近代・明治時代になり廃藩置県が進められましたが、同じ加賀藩だった石川、富山両県での変遷は目まぐるしいものがありました。この原因は治水重視と道路重視の対立で、最終的には治水重視の富山県設置が明治16年に正式決定されました。因みに明治23~32年間の平均土木費(主として治水費)は県予算全体の60%でした。なお、現在全国で109水系が指定されていますが、狭い(4200km2で新潟県等の1/3です)県内に指定区間のある1級水系が5水系もある県は富山県だけです。
歴史時代以降、庄川の主流は野尻川→中村川→荒俣川と西方に移動しながら、中世末は千保川が主流でした。この頃1586年(天正13年)に庄川上流で大地震(天正地震)があり、扇頂部の庄川町金屋で山崩土砂が庄川の流れを止め、その堆積決壊による大災害が危惧されました。

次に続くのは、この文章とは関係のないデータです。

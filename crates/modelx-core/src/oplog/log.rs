use std::time::Instant;

use super::observer::{ListenerId, LogEvent, Observers};
use super::operation::{AssignArg, IndexedArg, OpEntry, Operation, RelocateArg, ReorderArg};
use super::shadow::Shadows;
use crate::errors::{ModelXError, Result};
use crate::graph::Repository;
use crate::guard::CallbackError;
use crate::model::Value;
use crate::schema::EVENT_DISCARDED;
use crate::{log_op_end, log_op_error, log_op_start, ElementId, OperationId};

#[derive(Debug, Clone, Copy, PartialEq, Eq)]
enum LogState {
    Idle,
    Recording,
}

/// Records graph mutations into named operations
///
/// At most one operation records at a time: `begin` moves the log from
/// idle to recording, `end` or `discard` moves it back. Recording calls
/// read the repository to capture snapshots, old values and indices, but
/// never modify it. Callers apply the mutation themselves, after recording
/// it.
///
/// `discard` drops the entries but does not revert mutations that were
/// already applied.
#[derive(Debug)]
pub struct OperationLog {
    state: LogState,
    /// In-progress operation while recording, last committed one while idle
    operation: Option<Operation>,
    shadows: Shadows,
    observers: Observers,
    started: Option<Instant>,
}

impl Default for OperationLog {
    fn default() -> Self {
        Self::new()
    }
}

impl OperationLog {
    pub fn new() -> Self {
        Self {
            state: LogState::Idle,
            operation: None,
            shadows: Shadows::new(),
            observers: Observers::default(),
            started: None,
        }
    }

    pub fn is_recording(&self) -> bool {
        self.state == LogState::Recording
    }

    /// The operation in progress, or the last committed one
    pub fn operation(&self) -> Option<&Operation> {
        self.operation.as_ref()
    }

    /// Shadow of a collection touched by the operation in progress
    pub fn shadow(&self, id: &ElementId, field: &str) -> Option<&[ElementId]> {
        self.shadows.get(id, field)
    }

    // ===== Observers =====

    pub fn subscribe<F>(&mut self, listener: F) -> ListenerId
    where
        F: FnMut(&LogEvent<'_>) -> std::result::Result<(), CallbackError> + 'static,
    {
        self.observers.subscribe(Box::new(listener))
    }

    pub fn unsubscribe(&mut self, id: ListenerId) -> bool {
        self.observers.unsubscribe(id)
    }

    // ===== Lifecycle =====

    /// Start recording a new operation with a time-ordered id
    ///
    /// # Errors
    ///
    /// Returns `OperationInProgress` if an operation is already recording.
    pub fn begin(&mut self, name: &str, bypass: bool) -> Result<()> {
        self.begin_with_id(OperationId::new(), name, bypass)
    }

    /// Start recording a new operation under a caller-supplied id
    ///
    /// # Errors
    ///
    /// Returns `OperationInProgress` if an operation is already recording.
    pub fn begin_with_id(&mut self, id: OperationId, name: &str, bypass: bool) -> Result<()> {
        if let (LogState::Recording, Some(current)) = (self.state, &self.operation) {
            let err = ModelXError::OperationInProgress {
                name: name.to_string(),
                current: current.name.clone(),
            };
            log_op_error!("begin", err.clone(), duration_ms = 0);
            return Err(err);
        }

        log_op_start!("begin", operation_id = %id, operation_name = name, bypass = bypass);
        self.operation = Some(Operation::new(id, name, bypass));
        self.shadows.clear();
        self.state = LogState::Recording;
        self.started = Some(Instant::now());
        Ok(())
    }

    /// Finalize the operation in progress
    ///
    /// Drops the shadows, notifies listeners, and returns the committed
    /// operation. It stays available through [`OperationLog::operation`]
    /// until the next `begin`.
    ///
    /// # Errors
    ///
    /// Returns `NoOperationInProgress` when idle.
    pub fn end(&mut self) -> Result<&Operation> {
        self.require_recording("end")?;
        self.state = LogState::Idle;
        self.shadows.clear();
        let duration_ms = self.elapsed_ms();

        let Some(operation) = self.operation.as_ref() else {
            return Err(ModelXError::Internal {
                message: "recording without an operation".to_string(),
            });
        };
        log_op_end!(
            "end",
            duration_ms = duration_ms,
            operation_id = %operation.id,
            entry_count = operation.ops.len()
        );
        self.observers
            .notify(&LogEvent::Committed { operation });
        Ok(operation)
    }

    /// Drop the operation in progress and its shadows
    ///
    /// Mutations already applied to the graph are left as they are.
    ///
    /// # Errors
    ///
    /// Returns `NoOperationInProgress` when idle.
    pub fn discard(&mut self) -> Result<()> {
        self.require_recording("discard")?;
        if let Some(operation) = self.operation.take() {
            tracing::info!(
                component = module_path!(),
                op = "discard",
                event = EVENT_DISCARDED,
                operation_id = %operation.id,
                entry_count = operation.ops.len()
            );
        }
        self.state = LogState::Idle;
        self.shadows.clear();
        self.started = None;
        Ok(())
    }

    // ===== Recording =====

    /// Record the insertion of an element and its owned subtree
    ///
    /// # Errors
    ///
    /// Returns `NoOperationInProgress` when idle or `ElementNotFound`.
    pub fn insert(&mut self, repo: &Repository, id: &ElementId) -> Result<()> {
        self.require_recording("insert")?;
        let snapshot = repo.snapshot(id).inspect_err(|e| log_failure("insert", e))?;
        self.push(OpEntry::Insert(snapshot));
        self.notify_last();
        Ok(())
    }

    /// Record the removal of an element and its owned subtree
    ///
    /// Must be called before the subtree leaves the repository.
    ///
    /// # Errors
    ///
    /// Returns `NoOperationInProgress` when idle or `ElementNotFound`.
    pub fn remove(&mut self, repo: &Repository, id: &ElementId) -> Result<()> {
        self.require_recording("remove")?;
        let snapshot = repo.snapshot(id).inspect_err(|e| log_failure("remove", e))?;
        self.push(OpEntry::Remove(snapshot));
        self.notify_last();
        Ok(())
    }

    /// Record a field assignment, capturing the current value as old value
    ///
    /// # Errors
    ///
    /// Returns `NoOperationInProgress` when idle or `ElementNotFound`.
    pub fn field_assign(&mut self, repo: &Repository, id: &ElementId, field: &str, value: Value) -> Result<()> {
        self.require_recording("field_assign")?;
        let old_val = repo
            .read_field(id, field)
            .inspect_err(|e| log_failure("field_assign", e))?;
        self.push(OpEntry::FieldAssign(AssignArg {
            elem: id.clone(),
            field: field.to_string(),
            val: value,
            old_val,
        }));
        Ok(())
    }

    /// Record an append to a collection; returns the recorded index
    ///
    /// # Errors
    ///
    /// Returns `NoOperationInProgress` when idle, or a lookup error if the
    /// field is not a collection.
    pub fn field_insert(&mut self, repo: &Repository, id: &ElementId, field: &str, value: &ElementId) -> Result<usize> {
        self.record_insert(repo, id, field, value, None)
    }

    /// Record an insert at `pos`; returns the recorded index
    ///
    /// # Errors
    ///
    /// As [`OperationLog::field_insert`], plus `IndexOutOfBounds`.
    pub fn field_insert_at(
        &mut self,
        repo: &Repository,
        id: &ElementId,
        field: &str,
        value: &ElementId,
        pos: usize,
    ) -> Result<usize> {
        self.record_insert(repo, id, field, value, Some(pos))
    }

    fn record_insert(
        &mut self,
        repo: &Repository,
        id: &ElementId,
        field: &str,
        value: &ElementId,
        pos: Option<usize>,
    ) -> Result<usize> {
        self.require_recording("field_insert")?;
        let index = self
            .shadows
            .insert(repo, id, field, value, pos)
            .inspect_err(|e| log_failure("field_insert", e))?;
        self.push(OpEntry::FieldInsert(IndexedArg {
            elem: id.clone(),
            field: field.to_string(),
            val: value.clone(),
            pos: index,
        }));
        Ok(index)
    }

    /// Record the removal of a value from a collection; returns its index
    ///
    /// # Errors
    ///
    /// Returns `NoOperationInProgress` when idle, `ValueNotInCollection` if
    /// the value is not in the shadow, or a lookup error.
    pub fn field_remove(&mut self, repo: &Repository, id: &ElementId, field: &str, value: &ElementId) -> Result<usize> {
        self.require_recording("field_remove")?;
        let index = self
            .shadows
            .remove(repo, id, field, value)
            .inspect_err(|e| log_failure("field_remove", e))?;
        self.push(OpEntry::FieldRemove(IndexedArg {
            elem: id.clone(),
            field: field.to_string(),
            val: value.clone(),
            pos: index,
        }));
        Ok(index)
    }

    /// Record the removal at `pos`; returns the removed value
    ///
    /// # Errors
    ///
    /// Returns `NoOperationInProgress` when idle, `IndexOutOfBounds`, or a
    /// lookup error.
    pub fn field_remove_at(&mut self, repo: &Repository, id: &ElementId, field: &str, pos: usize) -> Result<ElementId> {
        self.require_recording("field_remove")?;
        let value = self
            .shadows
            .remove_at(repo, id, field, pos)
            .inspect_err(|e| log_failure("field_remove", e))?;
        self.push(OpEntry::FieldRemove(IndexedArg {
            elem: id.clone(),
            field: field.to_string(),
            val: value.clone(),
            pos,
        }));
        Ok(value)
    }

    /// Record a move of `value` to `pos` within a collection
    ///
    /// The current live index is recorded as the old position. Shadows are
    /// neither consulted nor updated, so a later insert or remove on the
    /// same collection in this operation indexes against the pre-move
    /// order.
    ///
    /// # Errors
    ///
    /// Returns `NoOperationInProgress` when idle, `ValueNotInCollection`, or
    /// a lookup error.
    pub fn field_reorder(
        &mut self,
        repo: &Repository,
        id: &ElementId,
        field: &str,
        value: &ElementId,
        pos: usize,
    ) -> Result<()> {
        self.require_recording("field_reorder")?;
        let old_pos = live_index(repo, id, field, value).inspect_err(|e| log_failure("field_reorder", e))?;
        self.push(OpEntry::FieldReorder(ReorderArg {
            elem: id.clone(),
            field: field.to_string(),
            val: value.clone(),
            pos,
            old_pos: Some(old_pos),
        }));
        Ok(())
    }

    /// Record a move of `child` from one owner's collection to another's
    ///
    /// Existing shadows of both owners follow the move, so later inserts
    /// and removes on either collection index against the moved state.
    ///
    /// # Errors
    ///
    /// Returns `NoOperationInProgress` when idle, `ValueNotInCollection` if
    /// `child` is not in the old owner's collection, or a lookup error.
    pub fn field_relocate(
        &mut self,
        repo: &Repository,
        child: &ElementId,
        field: &str,
        old_parent: &ElementId,
        new_parent: &ElementId,
    ) -> Result<()> {
        self.require_recording("field_relocate")?;
        let old_pos =
            live_index(repo, old_parent, field, child).inspect_err(|e| log_failure("field_relocate", e))?;
        self.push(OpEntry::FieldRelocate(RelocateArg {
            elem: child.clone(),
            field: field.to_string(),
            old_parent: old_parent.clone(),
            new_parent: new_parent.clone(),
            old_pos: Some(old_pos),
        }));
        self.shadows.relocate(field, child, old_parent, new_parent);
        Ok(())
    }

    // ===== Internals =====

    /// Fail with a contract error unless an operation is recording
    ///
    /// # Errors
    ///
    /// Returns `NoOperationInProgress` when idle.
    pub fn require_recording(&self, op: &str) -> Result<()> {
        if self.state == LogState::Recording {
            return Ok(());
        }
        let err = ModelXError::NoOperationInProgress { op: op.to_string() };
        log_op_error!(op, err.clone(), duration_ms = 0);
        Err(err)
    }

    fn push(&mut self, entry: OpEntry) {
        if let Some(operation) = self.operation.as_mut() {
            tracing::debug!(
                operation_id = %operation.id,
                opcode = %entry.opcode(),
                element_id = %entry.element_id(),
                "record"
            );
            operation.ops.push(entry);
        }
    }

    fn notify_last(&mut self) {
        let Some(operation) = self.operation.as_ref() else {
            return;
        };
        let event = match operation.ops.last() {
            Some(OpEntry::Insert(snapshot)) => LogEvent::Inserted {
                operation: &operation.id,
                snapshot,
            },
            Some(OpEntry::Remove(snapshot)) => LogEvent::Removed {
                operation: &operation.id,
                snapshot,
            },
            _ => return,
        };
        self.observers.notify(&event);
    }

    fn elapsed_ms(&mut self) -> u64 {
        self.started
            .take()
            .map(|t| t.elapsed().as_millis() as u64)
            .unwrap_or(0)
    }
}

fn live_index(repo: &Repository, id: &ElementId, field: &str, value: &ElementId) -> Result<usize> {
    repo.collection(id, field)?
        .iter()
        .position(|v| v == value)
        .ok_or_else(|| ModelXError::ValueNotInCollection {
            element_id: id.to_string(),
            field: field.to_string(),
            value: value.to_string(),
        })
}

fn log_failure(op: &str, err: &ModelXError) {
    log_op_error!(op, err.clone(), duration_ms = 0);
}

しかし川中に小島があったので、当時の主流だった千保川と小さな支川だった中田川の二方に分れたので、その被害は少なかったようです。この中田川の川筋が現在の庄川筋になり、洪水の度に大きくなったのです。洪水後に小島のお蔭で洪水被害が少なかったとし、加賀藩主前田利長がこの小島に弁財天社を建立し水神として祀りましたが、その後の大出水のため本殿は右岸山麓に移転されました。